Just ran this test and when I look at the activity monitor the 4 BG instances are are shooing .5% CPU usage, while the main AE ap is using 120%. This nearly quadruples the expected render time.
[Andrew Somers] “Not seeing your project, it’s hard to know what/why – but don’t assume that everything – plugin/effect what have you – is multi threaded.”
Even when i turn off all the effects (which are minimal), it still has the same result.

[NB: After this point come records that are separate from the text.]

//! Input-event record carried inside `key` and `mouse` envelopes.
//!
//! # Wire shape
//!
//! ```json
//! {"t":2,"vk":0,"sc":0,"x":960,"y":540,"btn":0,"wd":0,"ts":123456}
//! ```
//!
//! | key  | field          | notes                                       |
//! |------|----------------|---------------------------------------------|
//! | `t`  | kind           | required, see [`InputEventKind`]            |
//! | `vk` | virtual key    | key events                                  |
//! | `sc` | scan code      | key events                                  |
//! | `x`  | pointer x      | mouse events, sender's screen pixels        |
//! | `y`  | pointer y      | mouse events, sender's screen pixels        |
//! | `btn`| button id      | 0 left, 1 right, 2 middle                   |
//! | `wd` | wheel delta    | multiples of 120 per notch                  |
//! | `ts` | timestamp (ms) | sender clock, informational only            |
//!
//! Every field except `t` may be omitted and then defaults to zero.

use serde::{Deserialize, Serialize};

/// The kind of an input event and its numeric wire code.
#[derive(Debug, Clone, Copy, PartialEq, Eq, Hash, Default)]
#[repr(u8)]
pub enum InputEventKind {
    #[default]
    KeyDown = 0,
    KeyUp = 1,
    MouseMove = 2,
    MouseButtonDown = 3,
    MouseButtonUp = 4,
    MouseWheel = 5,
}

impl InputEventKind {
    /// Returns `true` for keyboard kinds, which travel in `key` frames.
    /// Every other kind travels in `mouse` frames.
    pub fn is_key(self) -> bool {
        matches!(self, InputEventKind::KeyDown | InputEventKind::KeyUp)
    }
}

impl TryFrom<u8> for InputEventKind {
    type Error = ();

    fn try_from(value: u8) -> Result<Self, Self::Error> {
        match value {
            0 => Ok(InputEventKind::KeyDown),
            1 => Ok(InputEventKind::KeyUp),
            2 => Ok(InputEventKind::MouseMove),
            3 => Ok(InputEventKind::MouseButtonDown),
            4 => Ok(InputEventKind::MouseButtonUp),
            5 => Ok(InputEventKind::MouseWheel),
            _ => Err(()),
        }
    }
}

/// Mouse button identifiers.
#[derive(Debug, Clone, Copy, PartialEq, Eq, Hash)]
#[repr(u8)]
pub enum MouseButton {
    Left = 0,
    Right = 1,
    Middle = 2,
}

impl TryFrom<u8> for MouseButton {
    type Error = ();

    fn try_from(value: u8) -> Result<Self, Self::Error> {
        match value {
            0 => Ok(MouseButton::Left),
            1 => Ok(MouseButton::Right),
            2 => Ok(MouseButton::Middle),
            _ => Err(()),
        }
    }
}

/// One captured keyboard or mouse event.
///
/// Fields that do not apply to `kind` are zero.
#[derive(Debug, Clone, Copy, PartialEq, Eq, Default)]
pub struct InputEvent {
    pub kind: InputEventKind,
    pub vk_code: u32,
    pub scan_code: u32,
    pub x: i32,
    pub y: i32,
    pub button: u8,
    pub wheel_delta: i32,
    pub timestamp_ms: u64,
}

impl InputEvent {
    pub fn key_down(vk_code: u32, scan_code: u32, timestamp_ms: u64) -> Self {
        Self {
            kind: InputEventKind::KeyDown,
            vk_code,
            scan_code,
            timestamp_ms,
            ..Self::default()
        }
    }

    pub fn key_up(vk_code: u32, scan_code: u32, timestamp_ms: u64) -> Self {
        Self {
            kind: InputEventKind::KeyUp,
            ..Self::key_down(vk_code, scan_code, timestamp_ms)
        }
    }

    pub fn mouse_move(x: i32, y: i32, timestamp_ms: u64) -> Self {
        Self {
            kind: InputEventKind::MouseMove,
            x,
            y,
            timestamp_ms,
            ..Self::default()
        }
    }

    pub fn mouse_button(
        button: MouseButton,
        pressed: bool,
        x: i32,
        y: i32,
        timestamp_ms: u64,
    ) -> Self {
        Self {
            kind: if pressed {
                InputEventKind::MouseButtonDown
            } else {
                InputEventKind::MouseButtonUp
            },
            x,
            y,
            button: button as u8,
            timestamp_ms,
            ..Self::default()
        }
    }

    pub fn mouse_wheel(wheel_delta: i32, x: i32, y: i32, timestamp_ms: u64) -> Self {
        Self {
            kind: InputEventKind::MouseWheel,
            x,
            y,
            wheel_delta,
            timestamp_ms,
            ..Self::default()
        }
    }
}

/// Result of [`deserialize_event`].
///
/// When `valid` is `false`, `event` is the zero-valued default and must not be
/// replayed.
#[derive(Debug, Clone, Copy, PartialEq, Eq)]
pub struct DecodedEvent {
    pub event: InputEvent,
    pub valid: bool,
}

impl DecodedEvent {
    fn invalid() -> Self {
        Self {
            event: InputEvent::default(),
            valid: false,
        }
    }

    /// Returns the event if it decoded successfully.
    pub fn into_valid(self) -> Option<InputEvent> {
        self.valid.then_some(self.event)
    }
}

// Integer-only wire record.  Out-of-range numbers fail deserialization.
#[derive(Serialize, Deserialize)]
struct EventRecord {
    t: u8,
    #[serde(default)]
    vk: u32,
    #[serde(default)]
    sc: u32,
    #[serde(default)]
    x: i32,
    #[serde(default)]
    y: i32,
    #[serde(default)]
    btn: u8,
    #[serde(default)]
    wd: i32,
    #[serde(default)]
    ts: u64,
}

/// Serializes `event` into its compact JSON record.
pub fn serialize_event(event: &InputEvent) -> String {
    let record = EventRecord {
        t: event.kind as u8,
        vk: event.vk_code,
        sc: event.scan_code,
        x: event.x,
        y: event.y,
        btn: event.button,
        wd: event.wheel_delta,
        ts: event.timestamp_ms,
    };
    // A struct of plain integers always serializes.
    serde_json::to_string(&record).unwrap_or_default()
}

/// Parses a JSON record produced by [`serialize_event`].
///
/// Never fails: bad JSON, a missing or unknown `t`, an out-of-range value or
/// an unknown button id all yield an invalid [`DecodedEvent`].
pub fn deserialize_event(bytes: &[u8]) -> DecodedEvent {
    let record: EventRecord = match serde_json::from_slice(bytes) {
        Ok(record) => record,
        Err(e) => {
            tracing::debug!("Dropping unparseable event record: {e}");
            return DecodedEvent::invalid();
        }
    };

    let Ok(kind) = InputEventKind::try_from(record.t) else {
        tracing::debug!("Dropping event record with unknown kind {}", record.t);
        return DecodedEvent::invalid();
    };

    if MouseButton::try_from(record.btn).is_err() {
        tracing::debug!("Dropping event record with unknown button {}", record.btn);
        return DecodedEvent::invalid();
    }

    DecodedEvent {
        event: InputEvent {
            kind,
            vk_code: record.vk,
            scan_code: record.sc,
            x: record.x,
            y: record.y,
            button: record.btn,
            wheel_delta: record.wd,
            timestamp_ms: record.ts,
        },
        valid: true,
    }
}

#[cfg(test)]
mod tests {
    use super::*;

    #[test]
    fn test_serialize_uses_short_keys() {
        // Arrange
        let event = InputEvent::mouse_move(960, 540, 42);

        // Act
        let json = serialize_event(&event);

        // Assert
        assert_eq!(
            json,
            r#"{"t":2,"vk":0,"sc":0,"x":960,"y":540,"btn":0,"wd":0,"ts":42}"#
        );
    }

    #[test]
    fn test_round_trip_of_each_kind() {
        let events = [
            InputEvent::key_down(0x41, 0x1E, 1),
            InputEvent::key_up(0x41, 0x1E, 2),
            InputEvent::mouse_move(-1200, 300, 3),
            InputEvent::mouse_button(MouseButton::Right, true, 10, 20, 4),
            InputEvent::mouse_button(MouseButton::Middle, false, 10, 20, 5),
            InputEvent::mouse_wheel(-120, 0, 0, 6),
        ];

        for event in events {
            let decoded = deserialize_event(serialize_event(&event).as_bytes());
            assert_eq!(decoded.into_valid(), Some(event));
        }
    }

    #[test]
    fn test_missing_optional_fields_default_to_zero() {
        let decoded = deserialize_event(br#"{"t":1,"vk":13}"#);
        assert!(decoded.valid);
        assert_eq!(decoded.event, InputEvent::key_up(13, 0, 0));
    }

    #[test]
    fn test_missing_kind_is_invalid() {
        let decoded = deserialize_event(br#"{"vk":13}"#);
        assert!(!decoded.valid);
        assert_eq!(decoded.event, InputEvent::default());
    }

    #[test]
    fn test_unknown_kind_is_invalid() {
        assert!(!deserialize_event(br#"{"t":9}"#).valid);
    }

    #[test]
    fn test_out_of_range_values_are_invalid() {
        // Arrange – x does not fit in i32, vk is negative
        let too_wide = br#"{"t":2,"x":4294967296}"#;
        let negative_vk = br#"{"t":0,"vk":-1}"#;

        // Act / Assert
        assert!(!deserialize_event(too_wide).valid);
        assert!(!deserialize_event(negative_vk).valid);
    }

    #[test]
    fn test_unknown_button_is_invalid() {
        assert!(!deserialize_event(br#"{"t":3,"btn":7}"#).valid);
    }

    #[test]
    fn test_garbage_is_invalid() {
        assert!(!deserialize_event(b"\xff\x00garbage").valid);
        assert!(!deserialize_event(b"").valid);
    }

    #[test]
    fn test_only_key_kinds_are_key() {
        assert!(InputEventKind::KeyDown.is_key());
        assert!(InputEventKind::KeyUp.is_key());
        assert!(!InputEventKind::MouseWheel.is_key());
        assert!(!InputEventKind::MouseButtonDown.is_key());
    }
}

I got everything rendered out overnight last night, there were 6 comps that needed to render. Each comp is built the same way but utilizing different assets. The first one took 2 hours the second took 1.5 hours, then the other 4 took about 30-40 minutes each. I set up a second machine to render comps from as well, and started in reverse order just in case things were still rendering when i got in. The first comp on that machine (which was the same as the last comp on the other machine) took 1.5 hours to render the second took 1 hour, and the remaining comps took 30-40 minutes each.
I’m clueless as to what is causing this weirdness. It does seem that something going on in the project is killing multithread processing, but i have not been able to figure out what.
Thanks again for your posts.
-mattyc -
Darby Edelen
July 12, 2012 at 11:57 pm[Matt Callac] “I’m clueless as to what is causing this weirdness. It does seem that something going on in the project is killing multithread processing, but i have not been able to figure out what.”
AE might be starved for memory, this can lead to all kinds of strange goings-on.
There are lots of things I’d recommend looking at, including memory usage in Activity Monitor, available disk space on your OS drive (used for virtual memory), location of your disk cache (if you’re using one).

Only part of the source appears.